注意：上面的3个网站是https的网站，所以反向代理也要设置https，否则访问反向代理的时候会报错的。

1. 给nginx添加ssl模块

cd ~/nginx-1.14.2

make clean

./configure --prefix=/usr/local/nginx --with-http_ssl_module

make

cp ./objs/nginx /usr/local/nginx/sbin -f

# 重启nginx
nginx -s stop && nginx

注意：./configure的时候，使用上一次执行./configure的参数，在此基础上添加--with-http_ssl_module
不要执行make install，不然配置文件会被新安装的nginx覆盖
这里我们也是只替换二进制命令文件nginx

现在nginx已经支持https，接下来进行负载均衡的配置配置文件如下：

upstream forex {
    server www.forexyj.com:443;
    server www.yjwaihui.com:443;
    server www.gold899.com:443;
}

server {
        listen 443 ssl;     # 让该服务监听443端口
        server_name www.zbpblog.com;    # 指定域名
       
        # 指定cert文件和key文件的路径
        ssl_certificate /var/www/ssl/Apache/2_www.zbpblog.com.crt;
        ssl_certificate_key /var/www/ssl/Apache/3_www.zbpblog.com.key;
        
        location / {
            # add_header Content-Security-Policy upgrade-insecure-requests;
            
            # proxy_set_header Host $host;
            # proxy_set_header X-Real-IP $remote_addr;
            # proxy_set_header X-Forwarded-For $proxy_add_x_forwarded_for;
            
            proxy_pass https://forex;   # 这句最重要，表示使用上面指定的上游服务，这样访问www.zbpblog.com才会去访问终端服务。
            
            # 而且这里要注意，一定要写成https://forex不能是http://forex。否则访问的时候会看到报错说：You're speaking plain HTTP to an SSL-enabled server port。
        }

 

重启：
nginx -s stop && nginx
为了防止用nginx -s reload无效，这里使用强制重启。

报错说：bind() to 0.0.0.0:443 failed (98: Address already in use)

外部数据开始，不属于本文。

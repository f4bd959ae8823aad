//! Canvas rendering for the particle field.

use std::f64::consts::PI;

use web_sys::CanvasRenderingContext2d;

use super::field::ParticleField;

/// Clears the surface and draws every particle as a filled circle.
pub fn render(field: &ParticleField, ctx: &CanvasRenderingContext2d) {
	ctx.clear_rect(0.0, 0.0, field.width(), field.height());

	for p in &field.particles {
		ctx.set_fill_style_str(&p.color.to_css());
		ctx.begin_path();
		let _ = ctx.arc(p.x, p.y, p.radius, 0.0, PI * 2.0);
		ctx.fill();
	}
}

这是由于我的Apache中的网站使用了https，因此占用了443端口。

关闭apache服务
service httpd stop

启动nginx：
nginx

proxy_set_header Host $host;
proxy_set_header X-Real-IP $remote_addr;
proxy_set_header X-Forwarded-For $proxy_add_x_forwarded_for;        # 这三个选项不是必须的

下游服务发送请求反向代理，反向代理请求上游服务器，此时上游服务能获取的是反向代理的ip，但是获取不到下游服务器的ip和相关信息。
使用了这3个选项，反向代理在请求上游服务的时候就可以在header信息中添加下游服务的host,ip这样的信息，让上游服务知道下游客户端的IP。

这里还可以使用代理缓存proxy_cache,他会缓存下你访问过的上游服务的页面，这样的话即使上游服务更改了内容，下游客户端看到的都是缓存时那一刻显示的旧内容，即使上游服务宕机了，访问代理的时候可以将缓存的内容显示给客户端。当然缓存有过期时间，这个在配置可设置。